Am Weihnachtsfest, Elias ist in seinem zwölftem Lebensjahr, entzündet Peter aus Zorn über die Misshandlungen seines Vaters den heimischen Hof. Elias, der die Flammen als erster entdeckt, rettet die schlafende Elsbeth aus dem brennenden Haus des Onkels. Der Föhnwind bläst die Flammen auf andere Gehöfte, sodass bis zum Morgen das halbe Dorf verbrannt ist. Elias allein weiß, dass Peter das Feuer gelegt hat, doch er schweigt aus Liebe zu seinem einzigen Freund.

Elias entwickelt sich zu einem, für die von sozialer Inzucht geprägten Verhältnisse des Dorfes, gut aussehenden Mann, der zudem noch fleißig und von ungewohnt vornehmer Umgangsweise ist. Nach dem Tod des wenig begabten Organisten und Dorflehrers Oskar nimmt er dessen Platz ein. Sein unbeschreibliches musikalisches Genie verschafft ihm ein hohes Ansehen, obgleich er aufgrund seines andersartigen Wesens immer ein Sonderling bleibt.

Seine Liebe zu Elsbeth wächst stetig, sie bestimmt sein ganzes Handeln und seine Musik. Als die beiden sich allmählich – rein freundschaftlich – näher kommen, überkommt Peter die Eifersucht und er arrangiert eine baldige Hochzeit zwischen seiner Schwester und Lukas, dem Sohn eines wohlhabenden Bauern. Peter begehrt Elias auf ihm unbegreifliche Weise und will ihn nicht an seine Schwester verlieren. Elsbeth, die es Zeit ihres Lebens gewohnt ist, keine Ansprüche zu stellen, fügt sich in ihr Schicksal und ist zufrieden.

Elias beginnt mit Gott zu hadern, er kann nicht begreifen, warum dieser ihn zu derartiger Liebe entbrennen lässt und Elsbeth dann einen anderen heiraten soll. Während einer verzweifelten Nacht, in der er den Herrn beschimpft und anklagt, hat er eine göttliche Vision. Als er am nächsten Morgen erwacht, ist die Liebe zu Elsbeth aus seinem Herzen, so wie das Gelb aus seinen – nun wieder grünen – Augen gewichen. Über die Leere in seinem Herzen wird Elias lethargisch und depressiv. Er beginnt sich die schmerzliche Liebe zurückzuwünschen, da er eine unerfüllte Liebe nun als erträglicher ansieht als gar keine Liebe.

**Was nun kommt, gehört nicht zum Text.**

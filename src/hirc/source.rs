use binrw::binrw;

/// Where a source's media bytes live.
#[derive(Debug, Clone, Copy, PartialEq, Eq, Hash)]
pub enum StreamKind {
    /// In the bank's DIDX/DATA.
    Embedded,
    /// A prefix in the bank, the full payload in a stream record.
    Prefetch,
    /// Only in a stream record.
    Stream,
}

impl StreamKind {
    pub fn from_u8(value: u8) -> Option<Self> {
        match value {
            0 => Some(StreamKind::Embedded),
            1 => Some(StreamKind::Prefetch),
            2 => Some(StreamKind::Stream),
            _ => None,
        }
    }

    pub fn as_u8(self) -> u8 {
        match self {
            StreamKind::Embedded => 0,
            StreamKind::Prefetch => 1,
            StreamKind::Stream => 2,
        }
    }

    pub fn in_bank(self) -> bool {
        matches!(self, StreamKind::Embedded | StreamKind::Prefetch)
    }

    pub fn in_stream(self) -> bool {
        matches!(self, StreamKind::Prefetch | StreamKind::Stream)
    }
}

#[binrw]
#[derive(Debug, Clone, PartialEq, Eq)]
#[br(little)]
#[bw(little)]
pub struct PluginParam {
    #[br(temp)]
    #[bw(calc = data.len() as u32)]
    size: u32,
    #[br(count = size)]
    pub data: Vec<u8>,
}

/// AkBankSourceData.
#[binrw]
#[derive(Debug, Clone, PartialEq, Eq)]
#[br(little)]
#[bw(little)]
pub struct BankSource {
    pub plugin_id: u32,
    pub stream_type: u8,
    pub source_id: u32,
    pub mem_size: u32,
    pub bit_flags: u8,
    #[br(if(plugin_id & 0x0F == 2))]
    pub plugin_param: Option<PluginParam>,
}

impl BankSource {
    pub fn new(source_id: u32, kind: StreamKind, mem_size: u32) -> Self {
        Self {
            plugin_id: 0x0004_0001,
            stream_type: kind.as_u8(),
            source_id,
            mem_size,
            bit_flags: 0,
            plugin_param: None,
        }
    }

    /// Codec plugins are the only sources that carry media.
    pub fn is_codec(&self) -> bool {
        self.plugin_id & 0x0F == 1
    }

    pub fn kind(&self) -> Option<StreamKind> {
        StreamKind::from_u8(self.stream_type)
    }

    /// Kind of a media-carrying source, `None` for plugins and unknown kinds.
    pub fn media_kind(&self) -> Option<StreamKind> {
        if self.is_codec() {
            self.kind()
        } else {
            None
        }
    }
}

/// AkTrackSrcInfo. Times are in milliseconds.
#[binrw]
#[derive(Debug, Clone, Copy, PartialEq)]
#[br(little)]
#[bw(little)]
pub struct TrackInfo {
    pub track_id: u32,
    pub source_id: u32,
    pub event_id: u32,
    pub play_at: f64,
    pub begin_trim: f64,
    pub end_trim: f64,
    pub source_duration: f64,
}

impl TrackInfo {
    pub const SIZE: u64 = 44;
}
fn push_u8(out: &mut Vec<u8>, v: u8) {
    out.push(v);
}

fn push_u16(out: &mut Vec<u8>, v: u16) {
    out.extend_from_slice(&v.to_le_bytes());
}

fn push_u32(out: &mut Vec<u8>, v: u32) {
    out.extend_from_slice(&v.to_le_bytes());
}

fn push_u64(out: &mut Vec<u8>, v: u64) {
    out.extend_from_slice(&v.to_le_bytes());
}

fn push_f64(out: &mut Vec<u8>, v: f64) {
    out.extend_from_slice(&v.to_le_bytes());
}

fn pad16(out: &mut Vec<u8>) {
    while out.len() % 16 != 0 {
        out.push(0);
    }
}

// ---- TOC container ----

#[derive(Debug, Clone)]
pub struct Rec {
    pub file_id: u64,
    pub type_id: u64,
    pub toc: Vec<u8>,
    pub stream: Option<Vec<u8>>,
}

impl Rec {
    pub fn new(file_id: u64, type_id: u64, toc: Vec<u8>) -> Self {
        Self {
            file_id,
            type_id,
            toc,
            stream: None,
        }
    }

    pub fn with_stream(mut self, stream: Vec<u8>) -> Self {
        self.stream = Some(stream);
        self
    }
}

fn group_rank(type_id: u64) -> usize {
    [WWISE_STREAM, WWISE_BANK, WWISE_DEP, TEXT_BANK, BINK_VIDEO]
        .iter()
        .position(|t| *t == type_id)
        .unwrap_or(usize::MAX)
}

/// Lays records out the way the game tools do: grouped by type in the fixed
/// order, payloads 16-byte aligned, stream payloads padded to 16.
pub fn build_toc(recs: &[Rec], unknown: u32) -> (Vec<u8>, Vec<u8>) {
    let mut sorted: Vec<&Rec> = recs.iter().collect();
    sorted.sort_by_key(|r| group_rank(r.type_id));

    let mut groups: Vec<(u64, u64)> = Vec::new();
    for rec in &sorted {
        match groups.last_mut() {
            Some((t, n)) if *t == rec.type_id => *n += 1,
            _ => groups.push((rec.type_id, 1)),
        }
    }

    let table_end = 72 + groups.len() * 32 + sorted.len() * 80;
    let mut data = vec![0u8; table_end];
    pad16(&mut data);
    let mut stream = Vec::new();

    let mut records = Vec::new();
    let mut index_in_group = 0u32;
    let mut last_type = None;
    for rec in &sorted {
        if last_type != Some(rec.type_id) {
            index_in_group = 0;
            last_type = Some(rec.type_id);
        }
        let toc_offset = data.len() as u64;
        data.extend_from_slice(&rec.toc);
        pad16(&mut data);
        let (stream_offset, stream_size) = match &rec.stream {
            Some(payload) => {
                let at = stream.len() as u64;
                stream.extend_from_slice(payload);
                pad16(&mut stream);
                (at, payload.len() as u32)
            }
            None => (0, 0),
        };

        let mut r = Vec::new();
        push_u64(&mut r, rec.file_id);
        push_u64(&mut r, rec.type_id);
        push_u64(&mut r, toc_offset);
        push_u64(&mut r, stream_offset);
        push_u64(&mut r, 0);
        push_u64(&mut r, 0);
        push_u64(&mut r, 0);
        push_u32(&mut r, rec.toc.len() as u32);
        push_u32(&mut r, stream_size);
        push_u32(&mut r, 0);
        push_u32(&mut r, 16);
        push_u32(&mut r, 64);
        push_u32(&mut r, index_in_group);
        records.extend(r);
        index_in_group += 1;
    }

    let mut head = Vec::new();
    push_u32(&mut head, 0xF000_0011);
    push_u32(&mut head, groups.len() as u32);
    push_u32(&mut head, sorted.len() as u32);
    push_u32(&mut head, unknown);
    head.extend_from_slice(&[0u8; 56]);
    for (type_id, count) in &groups {
        push_u64(&mut head, 0);
        push_u64(&mut head, *type_id);
        push_u64(&mut head, *count);
        push_u32(&mut head, 16);
        push_u32(&mut head, 64);
    }
    head.extend(records);
    data[..head.len()].copy_from_slice(&head);
    (data, stream)
}
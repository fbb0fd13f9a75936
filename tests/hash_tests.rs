use pretty_assertions::assert_eq;
use toc_modder::hash::{dirname, murmur64, murmur64_seeded, stream_file_id};

#[test]
fn test_murmur64_vectors() {
    assert_eq!(murmur64(b""), 0);
    assert_eq!(murmur64(b"a"), 0x071717d2d36b6b11);
    assert_eq!(murmur64(b"abcdefgh"), 0xafdb0257ff41aa98);
    assert_eq!(murmur64(b"abcdefghi"), 0xc9b9d84356146ac2);
    assert_eq!(murmur64(b"hello world!"), 0x64db099bd1512951);
}

#[test]
fn test_type_ids_are_name_hashes() {
    assert_eq!(murmur64(b"wwise_bank"), 0x535a7bd3e650d799);
    assert_eq!(murmur64(b"wwise_stream"), 0x504b55235d21440e);
    assert_eq!(murmur64(b"wwise_dep"), 0xaf32095c82f2b070);
    assert_eq!(murmur64(b"strings"), 0x0d972bab10b40fd3);
    assert_eq!(murmur64(b"bik"), 0xaa5965f03029fa18);
}

#[test]
fn test_seed_zero_matches_default() {
    assert_eq!(murmur64_seeded(b"wwise_bank", 0), murmur64(b"wwise_bank"));
    assert_ne!(murmur64_seeded(b"wwise_bank", 1), murmur64(b"wwise_bank"));
}

#[test]
fn test_stream_file_id_uses_bank_directory() {
    assert_eq!(
        stream_file_id("content/audio/sfx_bank.bnk", 12345),
        0xa70b48affb36799e
    );
    assert_eq!(
        stream_file_id("content/audio/other.bnk", 12345),
        murmur64(b"content/audio/12345")
    );
}

#[test]
fn test_dirname() {
    assert_eq!(dirname("content/audio/sfx.bnk"), "content/audio");
    assert_eq!(dirname("sfx.bnk"), "");
    assert_eq!(dirname("/sfx.bnk"), "/");
    assert_eq!(dirname("content//sfx.bnk"), "content");
}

Als Elias 22 Jahre alt ist, wird der Feldberger Domorganist Goller zufällig Zeuge seines schier übermenschlichen Orgelspiels. Fassungslos bittet Goller ihn zum Orgelfest nach Feldberg zu kommen. Peter, der die große Chance des Freundes wittert, überredet den antriebslosen Elias, der Einladung zu folgen, und begleitet ihn nach Feldberg.

Als Elias beim Orgelfest über den Choral „Kömm, o Tod, du Schlafes Bruder“ (aus der Kantate „Ich will den Kreuzstab gerne tragen“ von Johann Sebastian Bach) extemporiert, ergreift das Orgelspiel sämtliche Zuhörer auf nie gekannte Weise. Elias selbst entflammt in neuer Liebe zu Elsbeth und beschließt seinem Leben, gleich dem Gedanken des Chorals ein Ende zu setzen.

Auf dem Rückweg in sein Heimatdorf erinnert er sich der Worte eines Wanderpredigers, dem er einmal gelauscht hat und der sagte, dass ein wahrhaft Liebender niemals schlafe. Er beschließt so lange wach zu bleiben, bis der Tod kommt. Peter, der ihm schwören muss, niemandem etwas zu sagen, wird der einzige Zeuge seines mehrere Tage währenden Selbstmordes. Johannes Elias Alder stirbt letztendlich an den Tollkirschen, die er zu sich genommen hat, um nicht einzuschlafen. Peter begräbt den geliebten Freund und findet endlich Frieden.